One way to approach this question is to use partial summation. Let $M(x) = \sum_{n \leq x} \mu(n)$. Then $$ \sum_{n \leq x} \frac{\mu(n)}{\sqrt{n}} = \frac{M(x)}{\sqrt{x}} + \frac{1}{2} \int_{1}^{x} \frac{M(t)}{t^{3/2}} \, dt. $$ Odlyzko and te Riele proved that $\liminf_{x \to \infty} \frac{M(x)}{\sqrt{x}} < -1.009$ and $\limsup_{x \to \infty} \frac{M(x)}{\sqrt{x}} > 1.06$. Much earlier, Ingham had showed that $M(x)/\sqrt{x}$ was unbounded assuming the linear independence of the imaginary parts of the zeroes of $\zeta(s)$.

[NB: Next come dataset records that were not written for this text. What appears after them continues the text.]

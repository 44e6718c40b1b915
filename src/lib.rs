//! A server-side blackjack session engine.
//!
//! The crate provides a [`GameEngine`] that tracks concurrent game
//! sessions, advances each through a fixed sequence of round phases
//! (created, dealt, revealed), enforces the table rules, and persists
//! state between player actions. Cards come from a pluggable
//! [`CardSource`] and sessions live in a pluggable [`SessionStore`];
//! mutations against one session are serialized so racing actions cannot
//! drop each other's writes.
//!
//! Callers only ever see [`ProjectedSession`] views, with the dealer's
//! hole card masked until [`GameEngine::reveal_dealer`].
//!
//! # Example
//!
//! ```no_run
//! use holecard::{GameEngine, InMemoryStore, SeededShoe};
//!
//! # async fn run() -> Result<(), holecard::GameError> {
//! let engine = GameEngine::new(SeededShoe::new(42), InMemoryStore::new());
//! let players = vec!["Alice".to_string(), "Bob".to_string()];
//!
//! let id = engine.create("Friday night", &players).await?;
//! let view = engine.deal_round(id, &players).await?;
//! assert!(view.dealt);
//! # Ok(())
//! # }
//! ```

pub mod card;
pub mod engine;
pub mod error;
pub mod hand;
pub mod session;
pub mod shoe;
pub mod store;
pub mod view;

// Re-export main types
pub use card::{Card, CardImages, DECK_SIZE, card_value};
pub use engine::GameEngine;
pub use error::{AdapterError, GameError, StoreError};
pub use hand::Hand;
pub use session::{DEALER_NAME, Player, Session, SessionId};
pub use shoe::{
    CardSource, DECK_API_BASE_URL, DeckOfCardsClient, SHOE_DECKS, SeededShoe, ShoeId,
};
pub use store::{InMemoryStore, SessionStore};
pub use view::{FACE_DOWN, FACE_DOWN_IMAGE, ProjectedPlayer, ProjectedSession, mask, project};
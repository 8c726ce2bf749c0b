//! Searching, filtering and sorting the expense list for display.

use crate::model::{Category, Expense};
use serde::{Deserialize, Serialize};
use std::cmp::Ordering;

/// The order in which listed expenses are shown.
#[derive(
    Debug, Clone, Copy, PartialEq, Eq, Default, Serialize, Deserialize, clap::ValueEnum,
)]
#[serde(rename_all = "kebab-case")]
pub enum SortOrder {
    /// Newest first.
    #[default]
    DateDesc,
    /// Oldest first.
    DateAsc,
    /// Highest amount first.
    AmountDesc,
    /// Lowest amount first.
    AmountAsc,
}

serde_plain::derive_display_from_serialize!(SortOrder);
serde_plain::derive_fromstr_from_deserialize!(SortOrder);

/// Selects and orders expenses the way the list view shows them.
#[derive(Debug, Clone, Default, PartialEq, Eq)]
pub struct ListQuery {
    /// Case-insensitive substring that the title must contain.
    pub search: Option<String>,
    /// Only show expenses in this category. `None` shows all categories.
    pub category: Option<Category>,
    pub sort: SortOrder,
}

impl ListQuery {
    /// Returns the matching expenses in the requested order. The sort is stable, so expenses that
    /// compare equal keep their order from the list.
    pub fn apply<'a>(&self, expenses: &'a [Expense]) -> Vec<&'a Expense> {
        let needle = self
            .search
            .as_deref()
            .map(str::trim)
            .filter(|s| !s.is_empty())
            .map(str::to_lowercase);

        let mut matches: Vec<&Expense> = expenses
            .iter()
            .filter(|e| match &needle {
                Some(needle) => e.title().to_lowercase().contains(needle.as_str()),
                None => true,
            })
            .filter(|e| match &self.category {
                Some(category) => e.category() == category,
                None => true,
            })
            .collect();

        matches.sort_by(|a, b| self.compare(a, b));
        matches
    }

    fn compare(&self, a: &Expense, b: &Expense) -> Ordering {
        // Unparseable dates are `None`, which sorts as the oldest.
        match self.sort {
            SortOrder::DateDesc => b.parsed_date().cmp(&a.parsed_date()),
            SortOrder::DateAsc => a.parsed_date().cmp(&b.parsed_date()),
            SortOrder::AmountDesc => b.amount().cmp(&a.amount()),
            SortOrder::AmountAsc => a.amount().cmp(&b.amount()),
        }
    }
}

#[cfg(test)]
mod tests {
    use super::*;
    use crate::model::{Amount, NewExpense};
    use std::str::FromStr;

    fn expense(id: &str, title: &str, amount: &str, category: Category, date: &str) -> Expense {
        Expense::with_id(
            id,
            NewExpense {
                title: title.to_string(),
                amount: Amount::from_str(amount).unwrap(),
                category,
                date: date.to_string(),
            },
        )
    }

    fn expenses() -> Vec<Expense> {
        vec![
            expense("a", "Morning Coffee", "4.50", Category::Food, "2024-01-10"),
            expense("b", "Rent", "1000", Category::Rent, "2024-01-01"),
            expense("c", "Coffee beans", "18", Category::Food, "2024-01-12"),
            expense("d", "Bus pass", "60", Category::Transport, "unknown"),
        ]
    }

    fn ids(found: &[&Expense]) -> Vec<String> {
        found.iter().map(|e| e.id().to_string()).collect()
    }

    #[test]
    fn test_default_is_newest_first() {
        let list = expenses();
        let found = ListQuery::default().apply(&list);
        assert_eq!(ids(&found), vec!["c", "a", "b", "d"]);
    }

    #[test]
    fn test_date_ascending_puts_bad_dates_first() {
        let list = expenses();
        let query = ListQuery {
            sort: SortOrder::DateAsc,
            ..Default::default()
        };
        assert_eq!(ids(&query.apply(&list)), vec!["d", "b", "a", "c"]);
    }

    #[test]
    fn test_amount_orders() {
        let list = expenses();
        let desc = ListQuery {
            sort: SortOrder::AmountDesc,
            ..Default::default()
        };
        assert_eq!(ids(&desc.apply(&list)), vec!["b", "d", "c", "a"]);
        let asc = ListQuery {
            sort: SortOrder::AmountAsc,
            ..Default::default()
        };
        assert_eq!(ids(&asc.apply(&list)), vec!["a", "c", "d", "b"]);
    }

    #[test]
    fn test_search_is_case_insensitive() {
        let list = expenses();
        let query = ListQuery {
            search: Some("COFFEE".to_string()),
            ..Default::default()
        };
        assert_eq!(ids(&query.apply(&list)), vec!["c", "a"]);
    }

    #[test]
    fn test_blank_search_matches_everything() {
        let list = expenses();
        let query = ListQuery {
            search: Some("   ".to_string()),
            ..Default::default()
        };
        assert_eq!(query.apply(&list).len(), 4);
    }

    #[test]
    fn test_category_and_search_combine() {
        let list = expenses();
        let query = ListQuery {
            search: Some("coffee".to_string()),
            category: Some(Category::Rent),
            sort: SortOrder::DateDesc,
        };
        assert!(query.apply(&list).is_empty());

        let query = ListQuery {
            category: Some(Category::Food),
            sort: SortOrder::AmountAsc,
            ..Default::default()
        };
        assert_eq!(ids(&query.apply(&list)), vec!["a", "c"]);
    }

    #[test]
    fn test_sort_order_strings() {
        assert_eq!(SortOrder::AmountDesc.to_string(), "amount-desc");
        assert_eq!(SortOrder::from_str("date-asc").unwrap(), SortOrder::DateAsc);
        assert!(SortOrder::from_str("newest").is_err());
    }
}
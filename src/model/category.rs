//! Expense categories and the colors they are displayed with.

use serde::{Deserialize, Deserializer, Serialize, Serializer};
use std::fmt::{Display, Formatter};
use std::str::FromStr;
use tracing::warn;

/// The color used for any category that is not one of the known categories.
pub const NEUTRAL_COLOR: &str = "#cccccc";

/// The category of an expense.
///
/// User input can only produce the eight known categories. `Unknown` exists so that persisted data
/// carrying some other category name can still be loaded and aggregated instead of being thrown
/// away.
#[derive(Default, Debug, Clone, Eq, PartialEq, Ord, PartialOrd, Hash)]
pub enum Category {
    Food,
    Transport,
    Rent,
    Shopping,
    Bills,
    Education,
    Health,
    #[default]
    Other,
    Unknown(String),
}

impl Category {
    /// All of the known categories, in display order.
    pub const ALL: [Category; 8] = [
        Category::Food,
        Category::Transport,
        Category::Rent,
        Category::Shopping,
        Category::Bills,
        Category::Education,
        Category::Health,
        Category::Other,
    ];

    pub fn name(&self) -> &str {
        match self {
            Category::Food => "Food",
            Category::Transport => "Transport",
            Category::Rent => "Rent",
            Category::Shopping => "Shopping",
            Category::Bills => "Bills",
            Category::Education => "Education",
            Category::Health => "Health",
            Category::Other => "Other",
            Category::Unknown(name) => name,
        }
    }

    /// The hex color used to display this category.
    pub fn color(&self) -> &'static str {
        match self {
            Category::Food => "#f59e0b",
            Category::Transport => "#3b82f6",
            Category::Rent => "#ef4444",
            Category::Shopping => "#ec4899",
            Category::Bills => "#6366f1",
            Category::Education => "#8b5cf6",
            Category::Health => "#10b981",
            Category::Other => "#64748b",
            Category::Unknown(_) => NEUTRAL_COLOR,
        }
    }

    pub fn is_known(&self) -> bool {
        !matches!(self, Category::Unknown(_))
    }

    /// Maps a persisted name to a category, keeping names we do not recognize as `Unknown`.
    fn from_persisted(name: String) -> Category {
        match Category::ALL.iter().find(|c| c.name() == name) {
            Some(known) => known.clone(),
            None => {
                warn!("Unrecognized category '{name}' found in stored data");
                Category::Unknown(name)
            }
        }
    }
}

/// The error returned when a string is not one of the known category names.
#[derive(Debug, Clone, Eq, PartialEq)]
pub struct CategoryError(String);

impl Display for CategoryError {
    fn fmt(&self, f: &mut Formatter<'_>) -> std::fmt::Result {
        let names: Vec<String> = Category::ALL.iter().map(|c| c.name().to_string()).collect();
        write!(
            f,
            "invalid category '{}', expected one of: {}",
            self.0,
            names.join(", ")
        )
    }
}

impl std::error::Error for CategoryError {}

impl FromStr for Category {
    type Err = CategoryError;

    /// Parses one of the known category names, ignoring case.
    fn from_str(s: &str) -> Result<Self, Self::Err> {
        let s = s.trim();
        Category::ALL
            .iter()
            .find(|c| c.name().eq_ignore_ascii_case(s))
            .cloned()
            .ok_or_else(|| CategoryError(s.to_string()))
    }
}

impl Display for Category {
    fn fmt(&self, f: &mut Formatter<'_>) -> std::fmt::Result {
        f.write_str(self.name())
    }
}

impl Serialize for Category {
    fn serialize<S>(&self, serializer: S) -> Result<S::Ok, S::Error>
    where
        S: Serializer,
    {
        serializer.serialize_str(self.name())
    }
}

impl<'de> Deserialize<'de> for Category {
    fn deserialize<D>(deserializer: D) -> Result<Self, D::Error>
    where
        D: Deserializer<'de>,
    {
        let s = String::deserialize(deserializer)?;
        Ok(Category::from_persisted(s))
    }
}

#[cfg(test)]
mod tests {
    use super::*;

    #[test]
    fn test_parse_known_ignores_case() {
        assert_eq!(Category::from_str("food").unwrap(), Category::Food);
        assert_eq!(Category::from_str(" RENT ").unwrap(), Category::Rent);
        assert_eq!(Category::from_str("Other").unwrap(), Category::Other);
    }

    #[test]
    fn test_parse_rejects_unknown() {
        let err = Category::from_str("Groceries").unwrap_err();
        assert!(err.to_string().contains("Groceries"));
        assert!(err.to_string().contains("Education"));
    }

    #[test]
    fn test_deserialize_known_and_unknown() {
        let c: Category = serde_json::from_str("\"Health\"").unwrap();
        assert_eq!(c, Category::Health);
        let u: Category = serde_json::from_str("\"Groceries\"").unwrap();
        assert_eq!(u, Category::Unknown("Groceries".to_string()));
        assert!(!u.is_known());
        // persisted names are matched exactly
        let lower: Category = serde_json::from_str("\"food\"").unwrap();
        assert_eq!(lower, Category::Unknown("food".to_string()));
    }

    #[test]
    fn test_serialize_round_trip() {
        for c in Category::ALL {
            let json = serde_json::to_string(&c).unwrap();
            assert_eq!(json, format!("\"{}\"", c.name()));
            let back: Category = serde_json::from_str(&json).unwrap();
            assert_eq!(back, c);
        }
        let u = Category::Unknown("Pets".to_string());
        assert_eq!(serde_json::to_string(&u).unwrap(), "\"Pets\"");
    }

    #[test]
    fn test_colors() {
        assert_eq!(Category::Food.color(), "#f59e0b");
        assert_eq!(Category::Other.color(), "#64748b");
        assert_eq!(Category::Unknown("Pets".into()).color(), NEUTRAL_COLOR);
    }
}
//! Blocking filesystem helpers used by the storage backends.

use crate::Result;
use anyhow::Context;
use std::io::ErrorKind;
use std::path::{Path, PathBuf};

pub(crate) fn create_dir_all(path: impl AsRef<Path>) -> Result<()> {
    let path = path.as_ref();
    std::fs::create_dir_all(path)
        .with_context(|| format!("Unable to create directory {}", path.display()))
}

/// Reads a file to a `String`, returning `None` if the file does not exist.
pub(crate) fn read_optional(path: impl AsRef<Path>) -> Result<Option<String>> {
    let path = path.as_ref();
    match std::fs::read_to_string(path) {
        Ok(contents) => Ok(Some(contents)),
        Err(e) => match e.kind() {
            ErrorKind::NotFound => Ok(None),
            _ => Err(e).with_context(|| format!("Unable to read file {}", path.display())),
        },
    }
}

/// Writes `data` next to `path` and then renames it into place so that readers never observe a
/// partially written file.
pub(crate) fn write_atomic(path: impl AsRef<Path>, data: impl AsRef<[u8]>) -> Result<()> {
    let path = path.as_ref();
    let tmp = tmp_path(path);
    std::fs::write(&tmp, data)
        .with_context(|| format!("Unable to write data to {}", tmp.display()))?;
    std::fs::rename(&tmp, path).with_context(|| {
        format!(
            "Unable to move '{}' to '{}'",
            tmp.display(),
            path.display()
        )
    })
}

fn tmp_path(path: &Path) -> PathBuf {
    let mut name = path
        .file_name()
        .map(|n| n.to_os_string())
        .unwrap_or_default();
    name.push(".tmp");
    path.with_file_name(name)
}

#[cfg(test)]
mod tests {
    use super::*;
    use tempfile::TempDir;

    #[test]
    fn test_read_optional_missing_file() {
        let dir = TempDir::new().unwrap();
        let found = read_optional(dir.path().join("nope.json")).unwrap();
        assert!(found.is_none());
    }

    #[test]
    fn test_read_optional_directory_is_an_error() {
        let dir = TempDir::new().unwrap();
        assert!(read_optional(dir.path()).is_err());
    }

    #[test]
    fn test_write_atomic_overwrites() {
        let dir = TempDir::new().unwrap();
        let path = dir.path().join("data.json");
        write_atomic(&path, "[1]").unwrap();
        write_atomic(&path, "[2]").unwrap();
        assert_eq!(read_optional(&path).unwrap().as_deref(), Some("[2]"));
        assert!(!dir.path().join("data.json.tmp").exists());
    }

    #[test]
    fn test_create_dir_all_nested() {
        let dir = TempDir::new().unwrap();
        let nested = dir.path().join("a").join("b");
        create_dir_all(&nested).unwrap();
        create_dir_all(&nested).unwrap();
        assert!(nested.is_dir());
    }
}
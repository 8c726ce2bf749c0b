use crate::args::SummaryArgs;
use crate::commands::Out;
use crate::model::DATE_FORMAT;
use crate::report::{CategoryData, ExpenseSummary, MonthlyData};
use crate::{Config, Result};
use chrono::NaiveDate;
use serde::Serialize;

/// Everything the summary command reports.
#[derive(Debug, Clone, Eq, PartialEq, Serialize)]
pub struct SummaryReport {
    /// The date the report treats as today.
    pub as_of: String,
    pub summary: ExpenseSummary,
    pub by_category: Vec<CategoryData>,
    pub by_month: Vec<MonthlyData>,
}

/// Computes the summary totals, the category breakdown and the monthly breakdown as of the date in
/// `args`, or `today` if it has none.
pub async fn summary(
    config: Config,
    args: SummaryArgs,
    today: NaiveDate,
) -> Result<Out<SummaryReport>> {
    let as_of = args.as_of().unwrap_or(today);
    // Seed data is always dated relative to the real today.
    let store = config.open_store(today)?;
    let report = SummaryReport {
        as_of: as_of.format(DATE_FORMAT).to_string(),
        summary: store.summary(as_of),
        by_category: store.by_category(),
        by_month: store.by_month(as_of),
    };
    Ok(Out::new(render(&report), report))
}

fn render(report: &SummaryReport) -> String {
    let s = &report.summary;
    let highest = match &s.highest_category {
        Some(category) => format!("{category} ({})", s.highest_category_amount),
        None => "none".to_string(),
    };

    let mut out = String::new();
    out.push_str(&format!("Summary as of {}\n", report.as_of));
    out.push_str(&format!("  Total spent:   {}\n", s.total));
    out.push_str(&format!("  This month:    {}\n", s.monthly_total));
    out.push_str(&format!("  Today:         {}\n", s.daily_total));
    out.push_str(&format!("  Top category:  {highest}\n"));

    out.push_str("\nBy category:\n");
    if report.by_category.is_empty() {
        out.push_str("  (no expenses)\n");
    }
    for c in &report.by_category {
        out.push_str(&format!(
            "  {:<10} {:>12}  {}\n",
            c.name.name(),
            c.value.to_string(),
            c.color
        ));
    }

    out.push_str(&format!("\nLast {} months:\n", report.by_month.len()));
    for m in &report.by_month {
        out.push_str(&format!("  {:<4} {:>12}\n", m.name, m.amount.to_string()));
    }
    out.trim_end().to_string()
}
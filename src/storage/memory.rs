use crate::storage::Storage;
use crate::Result;
use std::collections::HashMap;

/// An implementation of the `Storage` trait that holds its values in memory.
#[derive(Debug, Clone, Default, Eq, PartialEq)]
pub struct MemoryStorage {
    data: HashMap<String, String>,
}

impl MemoryStorage {
    pub fn new() -> Self {
        Self::default()
    }

    /// Creates a `MemoryStorage` that already holds `value` under `key`.
    pub fn with_value(key: impl Into<String>, value: impl Into<String>) -> Self {
        let mut data = HashMap::new();
        data.insert(key.into(), value.into());
        Self { data }
    }

    pub fn len(&self) -> usize {
        self.data.len()
    }

    pub fn is_empty(&self) -> bool {
        self.data.is_empty()
    }
}

impl Storage for MemoryStorage {
    fn get(&self, key: &str) -> Result<Option<String>> {
        Ok(self.data.get(key).cloned())
    }

    fn set(&mut self, key: &str, value: &str) -> Result<()> {
        self.data.insert(key.to_string(), value.to_string());
        Ok(())
    }
}
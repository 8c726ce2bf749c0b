//! Configuration file handling.
//!
//! The configuration file is stored at `$EXPENSE_HOME/config.json` and names the storage key that
//! the expense list is kept under. The stored data itself lives in `$EXPENSE_HOME/storage`.

use crate::storage::{validate_key, FileStorage, DEFAULT_KEY};
use crate::store::Store;
use crate::{utils, Result};
use anyhow::{bail, Context};
use chrono::NaiveDate;
use serde::{Deserialize, Serialize};
use std::path::{Path, PathBuf};

const APP_NAME: &str = "expenses";
const CONFIG_VERSION: u8 = 1;
const CONFIG_JSON: &str = "config.json";
const STORAGE: &str = "storage";

/// The `Config` object represents the configuration of the app. You instantiate it by providing
/// the path to `$EXPENSE_HOME` and from there it loads `$EXPENSE_HOME/config.json`.
#[derive(Debug, Clone)]
pub struct Config {
    root: PathBuf,
    config_path: PathBuf,
    storage_dir: PathBuf,
    config_file: ConfigFile,
}

impl Config {
    /// Creates the home directory, its storage directory and an initial `config.json`.
    ///
    /// # Arguments
    /// - `dir` - The directory that will be the root of the data directory, e.g. `$HOME/expenses`
    /// - `storage_key` - The key to store the expense list under. `None` uses the default key.
    ///
    /// # Errors
    /// - Returns an error if `storage_key` is not a valid key, if `config.json` already exists, or
    ///   if any file operation fails.
    pub async fn create(dir: impl Into<PathBuf>, storage_key: Option<&str>) -> Result<Self> {
        if let Some(key) = storage_key {
            validate_key(key)?;
        }

        let maybe_relative = dir.into();
        utils::make_dir(&maybe_relative)
            .await
            .context("Unable to create the expense home directory")?;
        let root = utils::canonicalize(&maybe_relative).await?;

        let config_path = root.join(CONFIG_JSON);
        if config_path.exists() {
            bail!(
                "A config file already exists at '{}'",
                config_path.display()
            )
        }

        let storage_dir = root.join(STORAGE);
        utils::make_dir(&storage_dir).await?;

        let config_file = ConfigFile {
            storage_key: storage_key.map(str::to_string),
            ..ConfigFile::default()
        };
        config_file.save(&config_path).await?;

        Ok(Self {
            root,
            config_path,
            storage_dir,
            config_file,
        })
    }

    /// This will
    /// - validate that `expense_home` exists and that the config file exists
    /// - load and validate the config file
    /// - validate that the storage directory exists
    /// - return the loaded configuration object
    pub async fn load(expense_home: impl Into<PathBuf>) -> Result<Self> {
        let maybe_relative = expense_home.into();
        let root = utils::canonicalize(&maybe_relative)
            .await
            .context("The expense home directory is missing, run 'expenses init' first")?;

        let config_path = root.join(CONFIG_JSON);
        if !config_path.is_file() {
            bail!(
                "The config file is missing '{}', run 'expenses init' first",
                config_path.display()
            )
        }
        let config_file = ConfigFile::load(&config_path).await?;

        let storage_dir = root.join(STORAGE);
        if !storage_dir.is_dir() {
            bail!(
                "The storage directory is missing '{}'",
                storage_dir.display()
            )
        }

        Ok(Self {
            root,
            config_path,
            storage_dir,
            config_file,
        })
    }

    pub fn root(&self) -> &Path {
        &self.root
    }

    pub fn config_path(&self) -> &Path {
        &self.config_path
    }

    pub fn storage_dir(&self) -> &Path {
        &self.storage_dir
    }

    /// The key the expense list is stored under.
    pub fn storage_key(&self) -> &str {
        self.config_file.storage_key()
    }

    /// Creates the file-backed storage facility.
    pub fn storage(&self) -> Result<FileStorage> {
        FileStorage::new(&self.storage_dir)
    }

    /// Loads the expense store. `today` dates the seed data if nothing usable is stored.
    pub fn open_store(&self, today: NaiveDate) -> Result<Store<FileStorage>> {
        Ok(Store::load(self.storage()?, self.storage_key(), today))
    }
}

/// Represents the serialization and deserialization format of the configuration file.
///
/// Example configuration:
/// ```json
/// {
///   "app_name": "expenses",
///   "config_version": 1,
///   "storage_key": "expense-tracker-data"
/// }
/// ```
#[derive(Debug, Clone, Serialize, Deserialize, Eq, PartialEq)]
struct ConfigFile {
    /// Application name, should always be "expenses"
    app_name: String,

    /// Configuration file version
    config_version: u8,

    /// The storage key (optional). Defaults to `expense-tracker-data` if not specified.
    #[serde(default, skip_serializing_if = "Option::is_none")]
    storage_key: Option<String>,
}

impl Default for ConfigFile {
    fn default() -> Self {
        Self {
            app_name: APP_NAME.to_string(),
            config_version: CONFIG_VERSION,
            storage_key: None,
        }
    }
}

impl ConfigFile {
    /// Loads a ConfigFile from the specified path.
    ///
    /// # Errors
    /// Returns an error if the file cannot be read or parsed, or if it holds an invalid value.
    async fn load(path: impl AsRef<Path>) -> Result<Self> {
        let path = path.as_ref();
        let config: ConfigFile = utils::deserialize(path).await?;

        anyhow::ensure!(
            config.app_name == APP_NAME,
            "Invalid app_name in config file: expected '{}', got '{}'",
            APP_NAME,
            config.app_name
        );
        anyhow::ensure!(
            config.config_version == CONFIG_VERSION,
            "Unsupported config_version {} in config file, expected {}",
            config.config_version,
            CONFIG_VERSION
        );
        if let Some(key) = &config.storage_key {
            validate_key(key)
                .with_context(|| format!("Invalid storage_key in {}", path.display()))?;
        }

        Ok(config)
    }

    /// Saves the ConfigFile to the specified path.
    async fn save(&self, path: impl AsRef<Path>) -> Result<()> {
        let p = path.as_ref();
        let data = serde_json::to_string_pretty(self).context("Unable to serialize config")?;
        utils::write(p, data)
            .await
            .context("Unable to write config file")
    }

    fn storage_key(&self) -> &str {
        self.storage_key.as_deref().unwrap_or(DEFAULT_KEY)
    }
}
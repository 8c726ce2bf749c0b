//! Delete command handler.

use crate::args::DeleteArgs;
use crate::commands::Out;
use crate::model::Expense;
use crate::{Config, Result};
use chrono::NaiveDate;
use tracing::info;

/// Deletes the expense with the id in `args`.
///
/// An unknown id is not an error: nothing is written and the message says so.
pub async fn delete(config: Config, args: DeleteArgs, today: NaiveDate) -> Result<Out<Expense>> {
    let mut store = config.open_store(today)?;
    let Some(removed) = store.remove(args.id())? else {
        return Ok(format!("No expense with id '{}' was found", args.id()).into());
    };

    info!("Deleted expense '{}'", removed.id());
    let message = format!(
        "Deleted {} {} ({}), {} expenses remain",
        removed.title(),
        removed.amount(),
        removed.date(),
        store.expenses().len()
    );
    Ok(Out::new(message, removed))
}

In addition, Gonek has an unpublished conjecture (mentioned in Ng's paper "The distribution of the summatory function of the Mobius function") that $$ -\infty < \liminf_{x \to \infty} \frac{M(x)}{\sqrt{x} (\log \log \log x)^{5/4}} < 0 <\limsup_{x \to \infty} \frac{M(x)}{\sqrt{x} (\log \log \log x)^{5/4}} < \infty. $$

Using these results and conjectures to address the original question seems to be challenging, because of possible cancellation between $\frac{M(x)}{\sqrt{x}}$ and $\int_{1}^{x} \frac{M(t)}{t^{3/2}} \, dt$. My questions are the following:

  1. Are known results about $M(x)$ enough to determine if $\sum_{n=1}^{\infty} \frac{\mu(n)}{\sqrt{n}}$ diverges?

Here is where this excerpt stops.